== Data supplied ==

use clap::Parser;

use voicechat_gateway::config::{ConfigValidator, GatewayConfig};
use voicechat_gateway::logging::{self, LoggingConfig};
use voicechat_gateway::server;

#[derive(Parser, Debug)]
#[command(name = "voicechat-gateway")]
#[command(about = "Realtime chat gateway that streams model output with reasoning spans removed")]
#[command(long_about = r#"
Realtime chat gateway that sits between a chat frontend and one
OpenAI-compatible model backend (LM Studio, Ollama, ...). Model output is
streamed through a reasoning-span filter so internal <think>...</think>
deliberation never reaches the consumer, and a bounded conversation history
is kept for context.

Examples:
  # LM Studio on the default port
  voicechat-gateway --upstream-url http://127.0.0.1:1234

  # Pin a model and restrict CORS
  voicechat-gateway --upstream-url http://127.0.0.1:11434 \
    --model qwen3:0.6b \
    --cors-allowed-origins http://localhost:3000
"#)]
struct CliArgs {
    /// Host address to bind the gateway server
    #[arg(long, default_value = "127.0.0.1")]
    host: String,

    /// Port number to bind the gateway server
    #[arg(long, default_value_t = 8000)]
    port: u16,

    /// Base URL of the OpenAI-compatible backend (without /v1)
    #[arg(long, default_value = "http://127.0.0.1:1234")]
    upstream_url: String,

    /// Model name sent upstream (omit to use whatever the backend loaded)
    #[arg(long)]
    model: Option<String>,

    /// Token budget per generated reply
    #[arg(long, default_value_t = 256)]
    max_tokens: u32,

    /// Timeout in seconds for non-streaming upstream requests
    #[arg(long, default_value_t = 30)]
    request_timeout_secs: u64,

    /// Maximum retained conversation turns
    #[arg(long, default_value_t = 20)]
    history_max_turns: usize,

    /// Number of trailing history messages sent as model context
    #[arg(long, default_value_t = 8)]
    context_window: usize,

    /// Marker that opens a reasoning span in model output
    #[arg(long, default_value = "<think>")]
    reasoning_open_tag: String,

    /// Marker that closes a reasoning span in model output
    #[arg(long, default_value = "</think>")]
    reasoning_close_tag: String,

    /// System prompt prepended to every upstream request
    #[arg(long)]
    system_prompt: Option<String>,

    /// CORS allowed origins (empty = allow any origin)
    #[arg(long, num_args = 0..)]
    cors_allowed_origins: Vec<String>,

    /// Log level (trace, debug, info, warn, error)
    #[arg(long)]
    log_level: Option<String>,

    /// Directory for rolling log files (omit for stdout only)
    #[arg(long)]
    log_dir: Option<String>,
}

impl CliArgs {
    fn to_gateway_config(&self) -> GatewayConfig {
        GatewayConfig {
            host: self.host.clone(),
            port: self.port,
            upstream_url: self.upstream_url.clone(),
            model: self.model.clone(),
            max_tokens: self.max_tokens,
            request_timeout_secs: self.request_timeout_secs,
            history_max_turns: self.history_max_turns,
            context_window: self.context_window,
            reasoning_open_tag: self.reasoning_open_tag.clone(),
            reasoning_close_tag: self.reasoning_close_tag.clone(),
            system_prompt: self.system_prompt.clone(),
            cors_allowed_origins: self.cors_allowed_origins.clone(),
            log_level: self.log_level.clone(),
            log_dir: self.log_dir.clone(),
        }
    }
}

#[tokio::main]
async fn main() -> anyhow::Result<()> {
    let args = CliArgs::parse();
    let config = args.to_gateway_config();
    ConfigValidator::validate(&config)?;

    let _log_guard = logging::init_logging(LoggingConfig {
        level: logging::parse_level(config.log_level.as_deref()),
        log_dir: config.log_dir.clone(),
        ..Default::default()
    });

    server::startup(config).await
}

===

» Task to carry out: Every line that holds the word "Studio" should be copied from the records above.

» Output of the exercise:
OpenAI-compatible model backend (LM Studio, Ollama, ...). Model output is
  # LM Studio on the default port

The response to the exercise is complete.